What you are asked to do → Using the records below, give the number of lines where the string "AppError" shows up. Add nothing to it.

-------- Task material --------

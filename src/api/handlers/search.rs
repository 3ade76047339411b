//! Handler for prefix search.

use axum::{
    Json,
    extract::{Query, State},
};

use crate::api::dto::search::{AliasEntry, SearchQuery};
use crate::error::AppError;
use crate::state::AppState;

/// Lists aliases starting with a prefix.
///
/// # Endpoint
///
/// `GET /search?prefix={prefix}`
///
/// # Response
///
/// Matches in ascending alias order:
///
/// ```json
/// [
///   { "alias": "ab", "url": "https://example.com/ab" },
///   { "alias": "abc", "url": "https://example.com/abc" }
/// ]
/// ```
///
/// # Errors
///
/// Returns 400 Bad Request if `prefix` is missing or empty.
pub async fn search_handler(
    Query(query): Query<SearchQuery>,
    State(state): State<AppState>,
) -> Result<Json<Vec<AliasEntry>>, AppError> {
    let mappings = state.directory.search(&query.prefix).await?;
    Ok(Json(mappings.into_iter().map(AliasEntry::from).collect()))
}
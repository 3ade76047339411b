//! Infrastructure layer for concrete store implementations.
//!
//! # Modules
//!
//! - [`memory`] - In-process ordered store backing the directory

pub mod memory;
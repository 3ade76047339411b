//! Validation of caller-supplied aliases.
//!
//! Aliases share the alphabet of [`super::alias_synthesizer`] so that default
//! aliases derived from the maximum key never leave the `a`-`z` key space.

use crate::error::AppError;
use regex::Regex;
use serde_json::json;
use std::sync::LazyLock;

/// Longest alias a caller may register explicitly.
pub const MAX_ALIAS_LENGTH: usize = 64;

/// Compiled pattern for caller-supplied aliases.
pub static ALIAS_REGEX: LazyLock<Regex> =
    LazyLock::new(|| Regex::new(r"^[a-z]+$").expect("alias pattern is valid"));

/// Validates a caller-supplied alias.
///
/// # Rules
///
/// - Length: 1-64 characters
/// - Allowed characters: lowercase ASCII letters
///
/// # Errors
///
/// Returns [`AppError::Validation`] if any rule is violated.
pub fn validate_alias(alias: &str) -> Result<(), AppError> {
    if alias.is_empty() || alias.len() > MAX_ALIAS_LENGTH {
        return Err(AppError::bad_request(
            format!("Alias must be 1-{MAX_ALIAS_LENGTH} characters"),
            json!({ "provided_length": alias.len() }),
        ));
    }

    if !ALIAS_REGEX.is_match(alias) {
        return Err(AppError::bad_request(
            "Alias can only contain lowercase letters a-z",
            json!({ "alias": alias }),
        ));
    }

    Ok(())
}

/// Rejects an empty alias on lookup and removal paths.
///
/// Lookups accept any other string: an alias outside the alphabet simply
/// cannot exist in the directory.
pub fn require_alias(alias: &str) -> Result<(), AppError> {
    if alias.is_empty() {
        return Err(AppError::bad_request("alias is required", json!({})));
    }
    Ok(())
}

--------

Answer box → 9